Per poter arrivare a mettere un numero di giorni accanto ad ogni attività , è necessario un tipo di indagine più rigorosa: accanto all‘utilizzo di strumenti empirici (l‘esperienza è spesso considerato il modo migliore per sapere quanto tempo sarà  necessario a un programmatore del proprio team per fare una attività  già  svolta in passato), si possono utilizzare approcci più rigorosi basati su calcoli matematici ponderati (quando la cosa da fare non è mai stata fatta prima o le condizioni ambientali sono cambiate). In questo ambito molto in voga ultimamente è la metodologia degli Use Case Points, della quale abbiamo pubblicato un primo articolo nel numero di novembre di MokaByte [BRA].
Qualora il processo di stima delle attività  evidenzi che alcuni casi d‘uso siano troppo grandi per poter essere implementati con successo e pochi rischi, si potrà  procedere ad un ulteriore frazionamento, cosa che porterà  a una ulteriore modifica del diagramma di Gantt.

La domanda che in questo caso sorge spontanea è come capire quando il processo di raffinamento possa considerarsi completo, ossia quando una attività  (uno use case) sia sufficientemente piccolo per poter procedere alla fase di implementazione.
Non esiste una risposta precisa a questa domanda, ma si può certamente dire che il processo di decostruzione degli use case tende a fermarsi quando si arriva ad avere attività  di dimensioni compatibili con la grandezza del clock di ogni iterazione del processo iterativo.
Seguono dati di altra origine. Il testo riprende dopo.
pub mod compression;
pub mod frame_errors;
pub mod request;
pub mod response;
pub mod types;
pub mod value;

use crate::frame::frame_errors::{CqlRequestSerializationError, FrameError};
use bytes::{Buf, BufMut, Bytes};
use compression::Compressor;
use thiserror::Error;
use tokio::io::{AsyncRead, AsyncReadExt};
use uuid::Uuid;

use std::collections::HashMap;
use std::convert::TryFrom;
use std::fmt::Display;

use request::SerializableRequest;
use response::ResponseOpcode;

/// Longest header any supported version uses.
pub const MAX_HEADER_SIZE: usize = 9;

/// Bodies above this size are rejected instead of being buffered.
pub const MAX_BODY_SIZE: usize = 256 * 1024 * 1024;

// Frame flags
const FLAG_COMPRESSION: u8 = 0x01;
const FLAG_TRACING: u8 = 0x02;
const FLAG_CUSTOM_PAYLOAD: u8 = 0x04;
const FLAG_WARNING: u8 = 0x08;

const RESPONSE_DIRECTION: u8 = 0x80;

/// Native protocol versions this crate can speak.
#[derive(Debug, Copy, Clone, Default, PartialEq, Eq, PartialOrd, Ord, Hash)]
#[repr(u8)]
pub enum ProtocolVersion {
    V2 = 2,
    V3 = 3,
    #[default]
    V4 = 4,
}

impl ProtocolVersion {
    /// Number of bytes used by the stream id in the frame header.
    pub fn stream_id_len(self) -> usize {
        match self {
            ProtocolVersion::V2 => 1,
            ProtocolVersion::V3 | ProtocolVersion::V4 => 2,
        }
    }

    pub fn header_len(self) -> usize {
        7 + self.stream_id_len()
    }

    /// How many non-negative stream ids the header can carry.
    pub fn max_stream_count(self) -> usize {
        match self {
            ProtocolVersion::V2 => 128,
            ProtocolVersion::V3 | ProtocolVersion::V4 => 32768,
        }
    }

    /// v3 widened collection counts and element lengths from short to int.
    pub fn uses_int_collection_lengths(self) -> bool {
        self >= ProtocolVersion::V3
    }

    /// The `-2` unset marker exists since v4.
    pub fn supports_unset_values(self) -> bool {
        self >= ProtocolVersion::V4
    }

    /// Serial consistency and default timestamp in batches, and timestamps in queries.
    pub fn supports_batch_flags(self) -> bool {
        self >= ProtocolVersion::V3
    }

    /// The next version to try when the server rejects this one.
    pub fn downgrade(self) -> Option<ProtocolVersion> {
        match self {
            ProtocolVersion::V4 => Some(ProtocolVersion::V3),
            ProtocolVersion::V3 => Some(ProtocolVersion::V2),
            ProtocolVersion::V2 => None,
        }
    }
}

impl TryFrom<u8> for ProtocolVersion {
    type Error = FrameError;

    fn try_from(value: u8) -> Result<Self, Self::Error> {
        match value {
            2 => Ok(ProtocolVersion::V2),
            3 => Ok(ProtocolVersion::V3),
            4 => Ok(ProtocolVersion::V4),
            v => Err(FrameError::VersionNotSupported(v)),
        }
    }
}

impl Display for ProtocolVersion {
    fn fmt(&self, f: &mut std::fmt::Formatter<'_>) -> std::fmt::Result {
        write!(f, "v{}", *self as u8)
    }
}

/// A fully encoded request frame, waiting for its stream id.
pub struct SerializedRequest {
    version: ProtocolVersion,
    data: Vec<u8>,
}

impl SerializedRequest {
    pub fn make<R: SerializableRequest>(
        req: &R,
        version: ProtocolVersion,
        compressor: Option<&dyn Compressor>,
        tracing: bool,
    ) -> Result<SerializedRequest, CqlRequestSerializationError> {
        let header_len = version.header_len();
        let mut flags = 0;
        let mut data = vec![0; header_len];

        if let Some(compressor) = compressor {
            flags |= FLAG_COMPRESSION;
            let body = req.to_bytes(version)?;
            compressor.compress(&body, &mut data)?;
        } else {
            req.serialize(version, &mut data)?;
        }

        if tracing {
            flags |= FLAG_TRACING;
        }

        data[0] = version as u8;
        data[1] = flags;
        // Stream id is filled in by `set_stream`
        data[header_len - 5] = R::OPCODE as u8;

        let req_size = u32::try_from(data.len() - header_len)?;
        data[header_len - 4..header_len].copy_from_slice(&req_size.to_be_bytes());

        Ok(Self { version, data })
    }

    pub fn set_stream(&mut self, stream: i16) {
        match self.version.stream_id_len() {
            1 => self.data[2] = stream as i8 as u8,
            _ => self.data[2..4].copy_from_slice(&stream.to_be_bytes()),
        }
    }

    pub fn get_data(&self) -> &[u8] {
        &self.data[..]
    }
}

// Parts of the frame header which are not determined by the request/response type.
#[derive(Debug, Copy, Clone, PartialEq, Eq)]
pub struct FrameParams {
    pub version: ProtocolVersion,
    pub flags: u8,
    pub stream: i16,
}

impl Default for FrameParams {
    fn default() -> Self {
        Self {
            version: ProtocolVersion::default(),
            flags: 0x00,
            stream: 0,
        }
    }
}

/// Reads one response frame. The stream id width is taken from the version
/// byte of the frame itself, so frames of an older version than requested
/// still parse.
pub async fn read_response_frame(
    reader: &mut (impl AsyncRead + Unpin),
) -> Result<(FrameParams, ResponseOpcode, Bytes), FrameError> {
    let mut raw_header = [0u8; MAX_HEADER_SIZE];
    reader.read_exact(&mut raw_header[..1]).await?;

    let raw_version = raw_header[0];
    if raw_version & RESPONSE_DIRECTION != RESPONSE_DIRECTION {
        return Err(FrameError::FrameFromClient);
    }
    let version = ProtocolVersion::try_from(raw_version & !RESPONSE_DIRECTION)?;
    let header_len = version.header_len();
    reader.read_exact(&mut raw_header[1..header_len]).await?;

    let mut buf = &raw_header[1..header_len];
    let flags = buf.get_u8();
    let stream = match version.stream_id_len() {
        1 => buf.get_i8() as i16,
        _ => buf.get_i16(),
    };

    let frame_params = FrameParams {
        version,
        flags,
        stream,
    };

    let opcode = ResponseOpcode::try_from(buf.get_u8())?;

    let length = buf.get_u32() as usize;
    if length > MAX_BODY_SIZE {
        return Err(FrameError::FrameTooLarge(length));
    }

    let mut raw_body = Vec::with_capacity(length).limit(length);
    while raw_body.has_remaining_mut() {
        let n = reader.read_buf(&mut raw_body).await?;
        if n == 0 {
            // EOF, too early
            return Err(FrameError::ConnectionClosed(
                raw_body.remaining_mut(),
                length,
            ));
        }
    }

    Ok((frame_params, opcode, raw_body.into_inner().into()))
}

#[derive(Debug)]
pub struct ResponseBodyWithExtensions {
    pub trace_id: Option<Uuid>,
    pub warnings: Vec<String>,
    pub body: Bytes,
    pub custom_payload: Option<HashMap<String, Vec<u8>>>,
}

pub fn parse_response_body_extensions(
    flags: u8,
    compressor: Option<&dyn Compressor>,
    mut body: Bytes,
) -> Result<ResponseBodyWithExtensions, FrameError> {
    if flags & FLAG_COMPRESSION != 0 {
        if let Some(compressor) = compressor {
            body = compressor.decompress(&body)?.into();
        } else {
            return Err(FrameError::NoCompressionNegotiated);
        }
    }

    let trace_id = if flags & FLAG_TRACING != 0 {
        let buf = &mut &*body;
        let trace_id = types::read_uuid(buf)?;
        body.advance(16);
        Some(trace_id)
    } else {
        None
    };

    let warnings = if flags & FLAG_WARNING != 0 {
        let body_len = body.len();
        let buf = &mut &*body;
        let warnings = types::read_string_list(buf)?;
        let buf_len = buf.len();
        body.advance(body_len - buf_len);
        warnings
    } else {
        Vec::new()
    };

    let custom_payload = if flags & FLAG_CUSTOM_PAYLOAD != 0 {
        let body_len = body.len();
        let buf = &mut &*body;
        let payload_map = types::read_bytes_map(buf)?;
        let buf_len = buf.len();
        body.advance(body_len - buf_len);
        Some(payload_map)
    } else {
        None
    };

    Ok(ResponseBodyWithExtensions {
        trace_id,
        warnings,
        body,
        custom_payload,
    })
}

/// An error type for parsing an enum value from a primitive.
#[derive(Error, Debug, Clone, PartialEq, Eq)]
#[error("No discrimant in enum `{enum_name}` matches the value `{primitive:?}`")]
pub struct TryFromPrimitiveError<T: Copy + std::fmt::Debug> {
    enum_name: &'static str,
    primitive: T,
}
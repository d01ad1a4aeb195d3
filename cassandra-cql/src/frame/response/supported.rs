use crate::frame::frame_errors::ParseError;
use crate::frame::types;
use std::fmt;

/// A SUPPORTED response. Options keep the order they were sent in.
#[derive(Debug, Clone, PartialEq, Eq, Default)]
pub struct Supported {
    pub options: Vec<(String, Vec<String>)>,
}

impl Supported {
    pub fn deserialize(buf: &mut &[u8]) -> Result<Self, ParseError> {
        let options = types::read_string_multimap(buf)?;

        Ok(Supported { options })
    }

    pub fn get(&self, option: &str) -> Option<&[String]> {
        self.options
            .iter()
            .find(|(name, _)| name == option)
            .map(|(_, values)| values.as_slice())
    }

    pub fn supports_compression(&self, algorithm: &str) -> bool {
        self.get(crate::frame::request::startup::COMPRESSION)
            .is_some_and(|values| values.iter().any(|v| v.eq_ignore_ascii_case(algorithm)))
    }
}

impl fmt::Display for Supported {
    fn fmt(&self, f: &mut fmt::Formatter<'_>) -> fmt::Result {
        f.write_str("SUPPORTED {")?;
        for (i, (name, values)) in self.options.iter().enumerate() {
            if i > 0 {
                f.write_str(", ")?;
            }
            write!(f, "{:?}: {:?}", name, values)?;
        }
        f.write_str("}")
    }
}
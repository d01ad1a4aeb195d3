use crate::frame::frame_errors::ParseError;
use crate::frame::types;

// Authenticators known to be used by Cassandra
#[derive(Debug, PartialEq, Eq, Clone)]
pub enum Authenticator {
    AllowAllAuthenticator,
    PasswordAuthenticator,
    Other(String),
}

impl From<&str> for Authenticator {
    fn from(name: &str) -> Self {
        match name {
            "org.apache.cassandra.auth.AllowAllAuthenticator" => {
                Authenticator::AllowAllAuthenticator
            }
            "org.apache.cassandra.auth.PasswordAuthenticator" => {
                Authenticator::PasswordAuthenticator
            }
            other => Authenticator::Other(other.to_owned()),
        }
    }
}

#[derive(Debug, Clone, PartialEq, Eq)]
pub struct Authenticate {
    pub authenticator_name: String,
}

impl Authenticate {
    pub fn deserialize(buf: &mut &[u8]) -> Result<Self, ParseError> {
        let authenticator_name = types::read_string(buf)?.to_string();

        Ok(Authenticate { authenticator_name })
    }

    pub fn authenticator(&self) -> Authenticator {
        Authenticator::from(self.authenticator_name.as_str())
    }
}

#[derive(Debug, Clone, PartialEq, Eq)]
pub struct AuthSuccess {
    pub success_message: Option<Vec<u8>>,
}

impl AuthSuccess {
    pub fn deserialize(buf: &mut &[u8]) -> Result<Self, ParseError> {
        let success_message = types::read_bytes_opt(buf)?.map(ToOwned::to_owned);

        Ok(AuthSuccess { success_message })
    }
}

#[derive(Debug, Clone, PartialEq, Eq)]
pub struct AuthChallenge {
    pub authenticate_message: Option<Vec<u8>>,
}

impl AuthChallenge {
    pub fn deserialize(buf: &mut &[u8]) -> Result<Self, ParseError> {
        let authenticate_message = types::read_bytes_opt(buf)?.map(|b| b.to_owned());

        Ok(AuthChallenge {
            authenticate_message,
        })
    }
}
Si supponga ad esempio di lavorare con iterazioni lunghe un mese: ogni 4 settimane il gruppo di lavoro esegue un lavoro di implementazione o raffinamento di tutti gli use case; al termine di tale periodo tutte le parti (use case) del progetto saranno state eseguite per una percentuale di avanzamento direttamente proporzionale al numero della iterazione. Quindi al primo giro un po‘ tutto sarà  fatto al 10-20% al secondo si salirà  al 30-40% per arrivare al totale completamento del progetto verso le ultime iterazioni.

Questo meccanismo funziona bene se gli use case sono stati tagliati della grandezza giusta, in modo da permettere iterazioni corrette e fluide. In genere non ci sono modelli matematici o regole scritte che possano aiutare nel capire quale sia la dimensione giusta: sulla base di regole empiriche, non scritte, in genere si tende a dividere i progetti in attività  mono-programmatore della durata massima che varia fra una settimana lavorativa per progetti medi, fino ad arrivare alle due settimane per progetti di grosse dimensioni (dimensioni maggiori rischiano di far perdere il controllo di quello che accade e degli eventuali ritardi e imprevisti).
Un eventuale errore di super-frazionamento (attività  troppo piccole) può portare a un costo di gestione eccessivo, ma è certamente questo il minore dei due mali; se invece le singole attività  sono troppo grandi, si corre il rischio di non poter tenere sotto controllo il lavoro e quindi di non riuscire ad accorgersi (o di accorgersi troppo tardi) se qualcosa va storto o non si stanno rispettando le scadenze.
Se il progetto è di grosse dimensioni si può pensare di organizzare le iterazioni in modo da spostare le varie figure da un use case a un altro in maniera orizzontale (la figura 5 spiega meglio di mille parole questo concetto). In [LAR] sono riportati alcuni esempi in modo meticoloso di cosa accade durante le varie fasi di sviluppo basate su una metodologia iterativa.

 

Figura 5 – La separazione delle iterazioni può essere “compressa”:
se i ruoli sono separati, si passa alla stessa fase dell‘iterazione
successiva, restando comunque allocati sullo stesso progetto.

In questo caso si immagina che tutti gli use case abbiano la stessa importanza nella economia del progetto, cosa che in realtà  non capita quasi mai: di solito si decide di lasciare indietro alcune parti meno importanti per concentrare gli sforzi su quelle parti più importanti, quelle critiche, quelle necessarie per consentire il funzionamento delle altre. Spesso è il capo progetto che si prende in carico di gestire le priorità  controllando le varie risorse.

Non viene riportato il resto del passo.